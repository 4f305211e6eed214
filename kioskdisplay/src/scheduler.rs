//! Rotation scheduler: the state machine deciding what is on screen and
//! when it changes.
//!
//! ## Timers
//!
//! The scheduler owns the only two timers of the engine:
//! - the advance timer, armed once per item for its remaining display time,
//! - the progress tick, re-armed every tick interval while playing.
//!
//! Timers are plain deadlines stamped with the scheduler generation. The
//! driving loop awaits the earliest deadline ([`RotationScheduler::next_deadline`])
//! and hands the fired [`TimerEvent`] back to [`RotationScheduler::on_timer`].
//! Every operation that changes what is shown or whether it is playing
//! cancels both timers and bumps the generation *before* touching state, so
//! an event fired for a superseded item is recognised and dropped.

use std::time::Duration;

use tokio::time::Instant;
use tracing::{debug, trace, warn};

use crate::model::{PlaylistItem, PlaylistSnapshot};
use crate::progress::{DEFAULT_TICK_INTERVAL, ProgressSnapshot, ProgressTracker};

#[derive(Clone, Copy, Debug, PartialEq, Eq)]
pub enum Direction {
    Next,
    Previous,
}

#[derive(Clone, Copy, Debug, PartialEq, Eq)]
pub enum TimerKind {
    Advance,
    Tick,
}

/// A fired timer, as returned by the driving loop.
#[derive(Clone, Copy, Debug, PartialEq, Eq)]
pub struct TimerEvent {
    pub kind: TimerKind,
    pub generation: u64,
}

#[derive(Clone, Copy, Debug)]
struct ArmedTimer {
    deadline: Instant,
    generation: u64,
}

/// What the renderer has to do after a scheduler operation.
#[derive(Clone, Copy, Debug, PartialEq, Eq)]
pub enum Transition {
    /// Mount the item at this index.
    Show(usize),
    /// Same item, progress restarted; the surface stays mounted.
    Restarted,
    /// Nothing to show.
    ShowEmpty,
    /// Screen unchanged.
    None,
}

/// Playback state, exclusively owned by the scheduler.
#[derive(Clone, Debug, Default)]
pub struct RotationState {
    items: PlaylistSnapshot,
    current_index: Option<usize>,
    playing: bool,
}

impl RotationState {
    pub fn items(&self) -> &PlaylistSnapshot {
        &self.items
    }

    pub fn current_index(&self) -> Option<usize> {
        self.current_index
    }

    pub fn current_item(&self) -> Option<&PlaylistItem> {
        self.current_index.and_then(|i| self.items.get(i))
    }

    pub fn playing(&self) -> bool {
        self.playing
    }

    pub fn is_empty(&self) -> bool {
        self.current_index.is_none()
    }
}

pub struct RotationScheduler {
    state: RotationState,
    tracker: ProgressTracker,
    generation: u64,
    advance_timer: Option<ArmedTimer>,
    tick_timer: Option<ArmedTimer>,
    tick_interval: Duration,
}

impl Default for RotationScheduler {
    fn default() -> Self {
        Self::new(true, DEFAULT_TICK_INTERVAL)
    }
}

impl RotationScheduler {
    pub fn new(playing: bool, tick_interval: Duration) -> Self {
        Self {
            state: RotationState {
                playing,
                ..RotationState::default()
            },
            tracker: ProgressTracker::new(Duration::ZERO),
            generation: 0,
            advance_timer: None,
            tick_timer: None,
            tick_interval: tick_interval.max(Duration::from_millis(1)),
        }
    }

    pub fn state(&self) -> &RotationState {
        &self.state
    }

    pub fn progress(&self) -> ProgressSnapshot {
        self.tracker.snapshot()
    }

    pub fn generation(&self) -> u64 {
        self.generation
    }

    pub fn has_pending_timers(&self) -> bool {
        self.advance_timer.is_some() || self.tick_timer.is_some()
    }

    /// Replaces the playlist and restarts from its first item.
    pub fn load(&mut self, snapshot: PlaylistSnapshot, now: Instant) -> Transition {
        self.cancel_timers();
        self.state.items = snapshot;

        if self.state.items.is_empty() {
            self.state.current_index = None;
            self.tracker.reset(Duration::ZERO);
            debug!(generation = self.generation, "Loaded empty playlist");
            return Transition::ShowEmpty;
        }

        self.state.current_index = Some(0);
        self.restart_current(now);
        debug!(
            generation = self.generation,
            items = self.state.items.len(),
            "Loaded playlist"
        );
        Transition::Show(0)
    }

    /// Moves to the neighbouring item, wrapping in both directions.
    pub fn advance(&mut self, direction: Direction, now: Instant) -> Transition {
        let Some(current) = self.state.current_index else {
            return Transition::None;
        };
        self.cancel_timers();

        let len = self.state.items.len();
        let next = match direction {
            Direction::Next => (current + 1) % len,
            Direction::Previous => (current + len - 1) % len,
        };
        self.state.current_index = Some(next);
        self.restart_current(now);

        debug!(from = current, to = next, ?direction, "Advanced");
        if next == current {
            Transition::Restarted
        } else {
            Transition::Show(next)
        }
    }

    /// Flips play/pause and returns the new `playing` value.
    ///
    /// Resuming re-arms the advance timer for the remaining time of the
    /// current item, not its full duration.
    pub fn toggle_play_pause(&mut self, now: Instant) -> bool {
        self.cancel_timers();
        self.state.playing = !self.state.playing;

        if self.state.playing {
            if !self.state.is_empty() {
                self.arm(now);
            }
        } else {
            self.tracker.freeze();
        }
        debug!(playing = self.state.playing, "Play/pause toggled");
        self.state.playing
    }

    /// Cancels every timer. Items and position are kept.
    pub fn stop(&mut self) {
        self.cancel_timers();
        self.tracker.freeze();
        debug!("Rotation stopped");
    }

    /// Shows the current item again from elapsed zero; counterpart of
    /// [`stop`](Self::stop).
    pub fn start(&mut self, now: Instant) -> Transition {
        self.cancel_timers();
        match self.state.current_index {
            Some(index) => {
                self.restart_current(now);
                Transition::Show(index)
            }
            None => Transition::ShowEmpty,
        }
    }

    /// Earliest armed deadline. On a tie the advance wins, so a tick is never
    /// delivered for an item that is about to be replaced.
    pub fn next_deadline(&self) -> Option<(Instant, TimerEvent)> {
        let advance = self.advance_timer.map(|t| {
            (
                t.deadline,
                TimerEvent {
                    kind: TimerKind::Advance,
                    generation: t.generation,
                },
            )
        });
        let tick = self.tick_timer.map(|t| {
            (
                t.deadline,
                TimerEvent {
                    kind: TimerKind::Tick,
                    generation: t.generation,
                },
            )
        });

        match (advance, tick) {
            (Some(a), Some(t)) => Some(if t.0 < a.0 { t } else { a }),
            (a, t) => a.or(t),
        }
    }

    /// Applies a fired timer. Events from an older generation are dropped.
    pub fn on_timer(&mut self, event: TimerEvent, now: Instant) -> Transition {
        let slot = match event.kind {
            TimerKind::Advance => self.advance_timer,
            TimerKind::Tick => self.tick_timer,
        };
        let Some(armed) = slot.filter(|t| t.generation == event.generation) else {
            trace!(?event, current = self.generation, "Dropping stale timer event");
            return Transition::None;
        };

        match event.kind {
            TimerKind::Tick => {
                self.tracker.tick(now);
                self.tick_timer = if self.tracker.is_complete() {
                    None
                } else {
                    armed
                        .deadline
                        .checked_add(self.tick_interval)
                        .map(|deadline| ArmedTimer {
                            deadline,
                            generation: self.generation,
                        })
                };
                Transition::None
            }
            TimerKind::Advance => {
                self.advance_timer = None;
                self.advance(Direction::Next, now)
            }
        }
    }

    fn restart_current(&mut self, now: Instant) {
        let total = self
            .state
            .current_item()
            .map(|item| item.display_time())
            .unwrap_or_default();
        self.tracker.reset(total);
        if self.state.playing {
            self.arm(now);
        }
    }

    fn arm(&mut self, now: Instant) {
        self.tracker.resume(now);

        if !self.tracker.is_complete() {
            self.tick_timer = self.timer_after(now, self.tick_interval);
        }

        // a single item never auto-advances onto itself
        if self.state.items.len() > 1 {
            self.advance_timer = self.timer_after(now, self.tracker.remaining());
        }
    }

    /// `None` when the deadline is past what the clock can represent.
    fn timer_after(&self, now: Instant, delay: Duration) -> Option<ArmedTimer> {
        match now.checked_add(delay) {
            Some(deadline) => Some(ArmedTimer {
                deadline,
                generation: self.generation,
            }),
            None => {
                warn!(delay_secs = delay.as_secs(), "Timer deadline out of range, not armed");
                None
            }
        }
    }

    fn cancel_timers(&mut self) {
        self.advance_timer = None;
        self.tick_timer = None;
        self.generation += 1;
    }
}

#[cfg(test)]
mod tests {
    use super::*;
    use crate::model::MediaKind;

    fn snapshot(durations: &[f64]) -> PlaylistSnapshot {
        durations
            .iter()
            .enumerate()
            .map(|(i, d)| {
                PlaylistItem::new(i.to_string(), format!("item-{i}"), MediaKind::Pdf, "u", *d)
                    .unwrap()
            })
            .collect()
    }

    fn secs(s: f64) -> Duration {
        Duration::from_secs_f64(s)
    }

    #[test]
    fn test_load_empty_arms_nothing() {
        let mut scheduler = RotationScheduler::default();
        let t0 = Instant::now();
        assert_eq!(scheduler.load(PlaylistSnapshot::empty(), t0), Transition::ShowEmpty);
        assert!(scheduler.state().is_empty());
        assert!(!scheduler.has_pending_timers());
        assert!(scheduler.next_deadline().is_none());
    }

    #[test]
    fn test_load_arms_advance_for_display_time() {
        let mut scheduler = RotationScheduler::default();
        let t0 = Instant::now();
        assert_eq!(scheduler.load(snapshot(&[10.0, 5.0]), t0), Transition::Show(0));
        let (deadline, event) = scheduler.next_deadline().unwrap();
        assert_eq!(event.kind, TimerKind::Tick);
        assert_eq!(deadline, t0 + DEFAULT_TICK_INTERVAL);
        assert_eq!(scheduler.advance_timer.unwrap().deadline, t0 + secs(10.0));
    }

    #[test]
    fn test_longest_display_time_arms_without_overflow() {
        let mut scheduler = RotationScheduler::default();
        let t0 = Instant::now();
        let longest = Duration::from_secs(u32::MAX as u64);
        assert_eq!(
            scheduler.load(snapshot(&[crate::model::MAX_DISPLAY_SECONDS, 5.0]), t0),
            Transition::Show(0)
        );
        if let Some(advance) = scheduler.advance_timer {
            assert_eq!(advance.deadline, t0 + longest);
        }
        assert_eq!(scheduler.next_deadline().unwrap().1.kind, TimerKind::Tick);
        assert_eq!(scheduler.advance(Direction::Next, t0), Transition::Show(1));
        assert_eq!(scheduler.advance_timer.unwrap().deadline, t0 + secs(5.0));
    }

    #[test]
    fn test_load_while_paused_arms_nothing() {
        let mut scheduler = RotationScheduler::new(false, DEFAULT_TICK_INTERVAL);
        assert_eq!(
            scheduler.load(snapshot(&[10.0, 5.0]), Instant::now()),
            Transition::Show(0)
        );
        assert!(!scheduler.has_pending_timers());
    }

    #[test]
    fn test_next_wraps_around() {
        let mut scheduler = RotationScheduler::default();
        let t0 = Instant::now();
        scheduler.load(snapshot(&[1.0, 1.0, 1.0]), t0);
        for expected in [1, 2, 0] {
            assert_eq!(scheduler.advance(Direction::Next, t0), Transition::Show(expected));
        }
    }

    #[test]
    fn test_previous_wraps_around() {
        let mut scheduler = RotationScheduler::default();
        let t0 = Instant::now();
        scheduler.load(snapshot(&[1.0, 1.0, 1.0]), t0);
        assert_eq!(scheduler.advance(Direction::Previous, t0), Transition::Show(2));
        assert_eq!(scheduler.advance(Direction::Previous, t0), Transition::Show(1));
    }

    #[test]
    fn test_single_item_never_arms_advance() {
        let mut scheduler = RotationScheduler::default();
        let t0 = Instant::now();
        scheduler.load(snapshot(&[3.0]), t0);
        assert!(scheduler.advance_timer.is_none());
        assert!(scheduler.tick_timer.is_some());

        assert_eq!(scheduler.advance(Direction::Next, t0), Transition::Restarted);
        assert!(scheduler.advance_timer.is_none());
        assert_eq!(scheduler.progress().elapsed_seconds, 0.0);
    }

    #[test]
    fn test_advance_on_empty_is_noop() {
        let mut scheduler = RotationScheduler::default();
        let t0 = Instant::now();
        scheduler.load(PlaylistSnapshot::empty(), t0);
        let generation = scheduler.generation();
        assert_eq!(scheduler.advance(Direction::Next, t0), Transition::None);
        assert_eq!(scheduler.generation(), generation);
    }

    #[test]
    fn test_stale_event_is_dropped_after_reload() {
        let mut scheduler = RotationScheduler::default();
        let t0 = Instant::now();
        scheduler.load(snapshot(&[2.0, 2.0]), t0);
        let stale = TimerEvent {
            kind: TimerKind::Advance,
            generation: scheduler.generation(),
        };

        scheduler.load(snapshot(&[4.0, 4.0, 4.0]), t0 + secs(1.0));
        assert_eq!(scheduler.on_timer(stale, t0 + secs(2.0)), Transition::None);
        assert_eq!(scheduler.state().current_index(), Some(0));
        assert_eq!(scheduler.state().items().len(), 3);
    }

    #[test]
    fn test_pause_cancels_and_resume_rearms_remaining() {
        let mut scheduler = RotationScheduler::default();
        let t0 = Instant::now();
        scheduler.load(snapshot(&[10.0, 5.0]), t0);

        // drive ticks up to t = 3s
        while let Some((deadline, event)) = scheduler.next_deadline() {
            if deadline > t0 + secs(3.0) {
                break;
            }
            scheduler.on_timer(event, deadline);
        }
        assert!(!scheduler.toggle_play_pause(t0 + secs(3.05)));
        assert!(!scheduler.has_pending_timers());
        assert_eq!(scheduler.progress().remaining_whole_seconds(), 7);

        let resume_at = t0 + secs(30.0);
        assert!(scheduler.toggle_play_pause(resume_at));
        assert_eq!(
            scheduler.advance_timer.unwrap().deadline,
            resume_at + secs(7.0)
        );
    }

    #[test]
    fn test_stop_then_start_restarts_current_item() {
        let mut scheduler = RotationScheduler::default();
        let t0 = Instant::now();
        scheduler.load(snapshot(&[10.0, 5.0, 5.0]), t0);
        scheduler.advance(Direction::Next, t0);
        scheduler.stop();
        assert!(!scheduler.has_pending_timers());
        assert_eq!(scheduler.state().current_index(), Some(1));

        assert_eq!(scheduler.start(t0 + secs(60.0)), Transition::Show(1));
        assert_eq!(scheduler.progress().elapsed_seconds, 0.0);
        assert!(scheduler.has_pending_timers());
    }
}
============================================================
Among the entries above, find the line with "impl Default for" and the line with "pub fn generation(&self)"; give again exactly these two lines and all lines between them.

- **EXERCISE RESPONSE**
impl Default for RotationScheduler {
    fn default() -> Self {
        Self::new(true, DEFAULT_TICK_INTERVAL)
    }
}

impl RotationScheduler {
    pub fn new(playing: bool, tick_interval: Duration) -> Self {
        Self {
            state: RotationState {
                playing,
                ..RotationState::default()
            },
            tracker: ProgressTracker::new(Duration::ZERO),
            generation: 0,
            advance_timer: None,
            tick_timer: None,
            tick_interval: tick_interval.max(Duration::from_millis(1)),
        }
    }

    pub fn state(&self) -> &RotationState {
        &self.state
    }

    pub fn progress(&self) -> ProgressSnapshot {
        self.tracker.snapshot()
    }

    pub fn generation(&self) -> u64 {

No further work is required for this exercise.